Microsatellite Analysis of Oil Palms and their Progenies Bred in Papua New GuineaMudge, A. M.; Hamdani, A.; Pilotti, C.; Godwin, I.
2016 Tropical Plant Biology
doi: 10.1007/s12042-016-9179-y
Our aim was to assess parental and population genetic variability in a partially nested set of breeding populations from the breeding program at Dami Research Station (West New Britain, PNG). Twenty microsatellite markers were tested for their ability to characterize genetic variation in oil palm populations bred at Dami Research Station.

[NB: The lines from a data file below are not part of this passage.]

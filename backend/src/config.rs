//! Server configuration.
//!
//! Every option can be given as a flag or through the environment (a `.env`
//! file is loaded by the binary before parsing).

use clap::Args;
use std::net::SocketAddr;
use std::path::PathBuf;
use std::time::Duration;

use crate::error::{ServerError, ServerResult};
use crate::store::DatabaseSettings;

/// Options of `cadastros serve`.
#[derive(Debug, Clone, Args)]
pub struct ServeConfig {
    /// PostgreSQL connection string
    #[arg(long, env = "DATABASE_URL", hide_env_values = true)]
    pub database_url: Option<String>,

    /// Require TLS for database connections
    #[arg(long, env = "DATABASE_SSL", default_value_t = false, action = clap::ArgAction::Set)]
    pub database_ssl: bool,

    /// Maximum pooled database connections
    #[arg(long, env = "DATABASE_POOL_MAX", default_value_t = 10)]
    pub pool_max: u32,

    /// Idle time in milliseconds before a pooled connection is closed
    #[arg(long, env = "DATABASE_POOL_IDLE", default_value_t = 10_000)]
    pub pool_idle_ms: u64,

    /// Port to listen on
    #[arg(short, long, env = "PORT", default_value_t = 3000)]
    pub port: u16,

    /// Allowed CORS origin(s), comma separated, or `*`
    #[arg(long, env = "CORS_ORIGIN", default_value = "*")]
    pub cors_origin: String,

    /// Serve the built web client from this directory
    #[arg(long)]
    pub static_dir: Option<PathBuf>,

    /// Keep records in memory instead of PostgreSQL
    #[arg(long)]
    pub in_memory: bool,
}

impl Default for ServeConfig {
    fn default() -> Self {
        Self {
            database_url: None,
            database_ssl: false,
            pool_max: 10,
            pool_idle_ms: 10_000,
            port: 3000,
            cors_origin: "*".to_string(),
            static_dir: None,
            in_memory: false,
        }
    }
}

impl ServeConfig {
    pub fn bind_address(&self) -> SocketAddr {
        SocketAddr::from(([0, 0, 0, 0], self.port))
    }

    /// Database settings, or a configuration error when no URL was given.
    pub fn database_settings(&self) -> ServerResult<DatabaseSettings> {
        let url = self
            .database_url
            .as_deref()
            .map(str::trim)
            .filter(|url| !url.is_empty())
            .ok_or_else(|| ServerError::Config("DATABASE_URL is not set (use --in-memory to run without a database)".into()))?;

        Ok(DatabaseSettings {
            url: url.to_string(),
            ssl: self.database_ssl,
            max_connections: self.pool_max,
            idle_timeout: Duration::from_millis(self.pool_idle_ms),
        })
    }

    /// `None` means any origin.
    pub fn cors_origins(&self) -> Option<Vec<String>> {
        let origins: Vec<String> = self
            .cors_origin
            .split(',')
            .map(str::trim)
            .filter(|o| !o.is_empty())
            .map(String::from)
            .collect();

        if origins.is_empty() || origins.iter().any(|o| o == "*") {
            None
        } else {
            Some(origins)
        }
    }
}
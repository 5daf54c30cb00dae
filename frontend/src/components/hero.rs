//! Hero section component

use leptos::*;

#[component]
pub fn Hero() -> impl IntoView {
    view! {
        <div class="hero">
            <h1>"Cadastros"</h1>
            <p class="subtitle">
                "Gerencie equipe, sistemas, clientes e status. "
                "Importe planilhas (CSV) para cadastrar vários registros de uma vez."
            </p>
        </div>
    }
}
//! Application configuration.
//!
//! Values are fixed at compile time; set `CADASTROS_API_URL` when building to
//! point the client at another API.

/// API base URL.
///
/// Defaults to `/api`, served by the same origin as the page.
pub const API_BASE_URL: &str = match option_env!("CADASTROS_API_URL") {
    Some(url) => url,
    None => "/api",
};

/// Application name, used for the document title.
pub const APP_NAME: &str = "Cadastros";

/// Maximum spreadsheet size for import (in bytes).
///
/// 10 MB limit.
pub const MAX_IMPORT_SIZE: usize = 10 * 1024 * 1024;

/// Accepted spreadsheets: workbooks and text exports.
pub const IMPORT_ACCEPT: &str = ".xlsx,.xls,.ods,.csv,.tsv,.txt";
//! Common types used across the frontend application.
//!
//! # Categories
//!
//! - **Feedback Types** - Message banner shown above the form
//! - **Error Types** - Frontend error handling

use cadastros_common::{GatewayError, ImportError};
use std::fmt;

// =============================================================================
// Feedback Types
// =============================================================================

/// Tone of the feedback banner.
#[derive(Clone, Copy, Debug, PartialEq, Eq)]
pub enum FeedbackLevel {
    Success,
    Error,
}

impl FeedbackLevel {
    /// Get CSS class for styling.
    pub fn css_class(&self) -> &'static str {
        match self {
            FeedbackLevel::Success => "feedback-success",
            FeedbackLevel::Error => "feedback-error",
        }
    }
}

/// The single feedback message of the page.
#[derive(Clone, Debug, PartialEq, Eq)]
pub struct Feedback {
    pub level: FeedbackLevel,
    pub message: String,
}

impl Feedback {
    pub fn success(message: impl Into<String>) -> Self {
        Self {
            level: FeedbackLevel::Success,
            message: message.into(),
        }
    }

    pub fn error(message: impl Into<String>) -> Self {
        Self {
            level: FeedbackLevel::Error,
            message: message.into(),
        }
    }
}

// =============================================================================
// Error Types
// =============================================================================

/// Frontend application errors.
///
/// Logged to the console with detail; the page only shows the generic
/// message of the action that failed.
#[derive(Clone, Debug)]
pub enum AppError {
    /// Network/HTTP error.
    Network(String),
    /// Selected file could not be read.
    File(String),
    /// Spreadsheet could not be parsed.
    Import(String),
}

impl fmt::Display for AppError {
    fn fmt(&self, f: &mut fmt::Formatter<'_>) -> fmt::Result {
        match self {
            AppError::Network(msg) => write!(f, "Network error: {}", msg),
            AppError::File(msg) => write!(f, "File error: {}", msg),
            AppError::Import(msg) => write!(f, "Import error: {}", msg),
        }
    }
}

impl std::error::Error for AppError {}

impl From<GatewayError> for AppError {
    fn from(e: GatewayError) -> Self {
        AppError::Network(e.to_string())
    }
}

impl From<ImportError> for AppError {
    fn from(e: ImportError) -> Self {
        AppError::Import(e.to_string())
    }
}

/// Result type alias for frontend operations.
pub type AppResult<T> = Result<T, AppError>;
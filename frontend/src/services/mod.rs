//! Backend and browser services.
//!
//! # Services
//!
//! - [`api`] - REST calls to the Cadastros API
//! - [`file`] - Reading a user-selected spreadsheet

pub mod api;
pub mod file;

pub use api::*;
pub use file::*;
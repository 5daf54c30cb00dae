//! Bouton d'import de planilha (CSV/TSV)

use leptos::*;
use web_sys::{Event, File, HtmlInputElement};

use crate::config::IMPORT_ACCEPT;
use crate::state::ViewState;

#[component]
pub fn ImportButton(state: RwSignal<ViewState>, #[prop(into)] on_file: Callback<File>) -> impl IntoView {
    let on_change = move |ev: Event| {
        let input: HtmlInputElement = event_target(&ev);

        if let Some(file) = input.files().and_then(|files| files.get(0)) {
            on_file.call(file);
        }

        // Permet de réimporter le même fichier
        input.set_value("");
    };

    view! {
        <label class="import-button" class:disabled=move || state.with(|s| s.loading)>
            "📥 Importar planilha"
            <input
                type="file"
                accept=IMPORT_ACCEPT
                style="display:none"
                prop:disabled=move || state.with(|s| s.loading)
                on:change=on_change
            />
        </label>
    }
}
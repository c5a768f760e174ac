// Outputs of the reconstruction: the JSON summary and the session tables.

use std::io::Write;

use serde_json::json;
use snafu::ResultExt;

use crate::unhrc::{
    io_common::{simplify_file_name, STORE_DATE_FORMAT, SUMMARY_DATE_FORMAT},
    *,
};

pub const SESSIONS_FILE: &str = "sessions.csv";
pub const SESSION_MEMBERS_FILE: &str = "session_members.csv";
pub const RESOLUTION_SESSIONS_FILE: &str = "resolution_sessions.csv";

fn sessions_to_json(result: &SessionResult) -> Vec<JSValue> {
    let mut l: Vec<JSValue> = Vec::new();
    for session in result.sessions.iter() {
        let members: Vec<&String> = session.members.iter().collect();
        let resolutions: Vec<&String> = session.resolutions.iter().collect();
        l.push(json!({
            "index": session.index,
            "firstVote": session.first_vote.format(SUMMARY_DATE_FORMAT).to_string(),
            "lastVote": session.last_vote.format(SUMMARY_DATE_FORMAT).to_string(),
            "members": members,
            "resolutions": resolutions,
        }));
    }
    l
}

fn flagged_to_json(result: &SessionResult) -> Vec<JSValue> {
    result
        .flagged
        .iter()
        .map(|f| {
            json!({
                "resolution": f.resolution_id,
                "date": f.date.format(SUMMARY_DATE_FORMAT).to_string(),
                "conflictingSession": f.conflicting_session,
            })
        })
        .collect()
}

pub fn build_summary_js(settings: &RunSettings, result: &SessionResult) -> JSValue {
    json!({
        "config": {
            "source": simplify_file_name(&settings.input),
            "provider": settings.provider,
        },
        "sessions": sessions_to_json(result),
        "flagged": flagged_to_json(result),
    })
}

/// Replaces the session tables of the store.
pub fn write_session_tables(dir: &str, result: &SessionResult) -> UnhrcResult<()> {
    fs::create_dir_all(dir).context(WritingFileSnafu { path: dir })?;
    info!("Writing session tables to {:?}", dir);
    let create = |name: &str| -> UnhrcResult<fs::File> {
        let p = join_path(Path::new(dir), name);
        fs::File::create(&p).context(WritingFileSnafu { path: p.clone() })
    };
    let sessions_f = create(SESSIONS_FILE)?;
    let members_f = create(SESSION_MEMBERS_FILE)?;
    let resolutions_f = create(RESOLUTION_SESSIONS_FILE)?;
    write_session_tables_to(sessions_f, members_f, resolutions_f, result)
        .context(CsvWriteSnafu { path: dir })
}

pub fn write_session_tables_to<W1: Write, W2: Write, W3: Write>(
    sessions_w: W1,
    members_w: W2,
    resolutions_w: W3,
    result: &SessionResult,
) -> Result<(), csv::Error> {
    let mut wtr = csv::Writer::from_writer(sessions_w);
    wtr.write_record(["session_number", "first_vote", "last_vote"])?;
    for s in result.sessions.iter() {
        wtr.write_record([
            s.index.to_string(),
            s.first_vote.format(STORE_DATE_FORMAT).to_string(),
            s.last_vote.format(STORE_DATE_FORMAT).to_string(),
        ])?;
    }
    wtr.flush()?;

    let mut wtr = csv::Writer::from_writer(members_w);
    wtr.write_record(["session_number", "country_short"])?;
    for s in result.sessions.iter() {
        let index = s.index.to_string();
        for m in s.members.iter() {
            wtr.write_record([index.as_str(), m.as_str()])?;
        }
    }
    wtr.flush()?;

    let mut wtr = csv::Writer::from_writer(resolutions_w);
    wtr.write_record(["resolution_name", "session_number"])?;
    for s in result.sessions.iter() {
        let index = s.index.to_string();
        for r in s.resolutions.iter() {
            wtr.write_record([r.as_str(), index.as_str()])?;
        }
    }
    wtr.flush()?;
    Ok(())
}

#[cfg(test)]
mod tests {
    use super::*;

    fn day(s: &str) -> NaiveDate {
        NaiveDate::parse_from_str(s, "%Y-%m-%d").unwrap()
    }

    fn result() -> SessionResult {
        SessionResult {
            sessions: vec![Session {
                index: 1,
                members: ["USA", "FRA"].iter().map(|s| s.to_string()).collect(),
                resolutions: ["R1", "R2"].iter().map(|s| s.to_string()).collect(),
                first_vote: day("2020-01-01"),
                last_vote: day("2020-06-01"),
            }],
            flagged: vec![FlaggedResolution {
                resolution_id: "R3".to_string(),
                date: day("2020-07-01"),
                conflicting_session: 1,
            }],
        }
    }

    #[test]
    fn summary() {
        let settings = RunSettings {
            provider: "marc".to_string(),
            input: "/tmp/data/votes.xml".to_string(),
            store: None,
            out: None,
            reference: None,
            resolutions_worksheet: "resolutions".to_string(),
            votes_worksheet: "votes".to_string(),
            rules: SessionRules::DEFAULT_RULES,
        };
        let js = build_summary_js(&settings, &result());
        assert_eq!(
            js,
            json!({
                "config": {"source": "votes.xml", "provider": "marc"},
                "sessions": [{
                    "index": 1,
                    "firstVote": "2020-01-01",
                    "lastVote": "2020-06-01",
                    "members": ["FRA", "USA"],
                    "resolutions": ["R1", "R2"]
                }],
                "flagged": [{
                    "resolution": "R3",
                    "date": "2020-07-01",
                    "conflictingSession": 1
                }]
            })
        );
    }

    #[test]
    fn tables() {
        let mut sessions_buf: Vec<u8> = Vec::new();
        let mut members_buf: Vec<u8> = Vec::new();
        let mut resolutions_buf: Vec<u8> = Vec::new();
        write_session_tables_to(
            &mut sessions_buf,
            &mut members_buf,
            &mut resolutions_buf,
            &result(),
        )
        .unwrap();
        assert_eq!(
            String::from_utf8(sessions_buf).unwrap(),
            "session_number,first_vote,last_vote\n1,2020/01/01,2020/06/01\n"
        );
        assert_eq!(
            String::from_utf8(members_buf).unwrap(),
            "session_number,country_short\n1,FRA\n1,USA\n"
        );
        assert_eq!(
            String::from_utf8(resolutions_buf).unwrap(),
            "resolution_name,session_number\nR1,1\nR2,1\n"
        );
    }
}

One hundred and twenty six individuals, including 100 F1
tenera hybrids of Dami Deli crossed with either AVROS, Ghana or AVROS/Ghana breeding lines were analysed. Eighteen of these markers were polymorphic within and among populations, amplifying 103 alleles in oil palm. Three individuals of other palm species (Cocos nucifera and two Phoenix spp.) were included as outliers. With these markers we have the power to distinguish individual palms, hence we conclude that they will facilitate association of markers with important phenotypic traits to streamline future breeding and selection.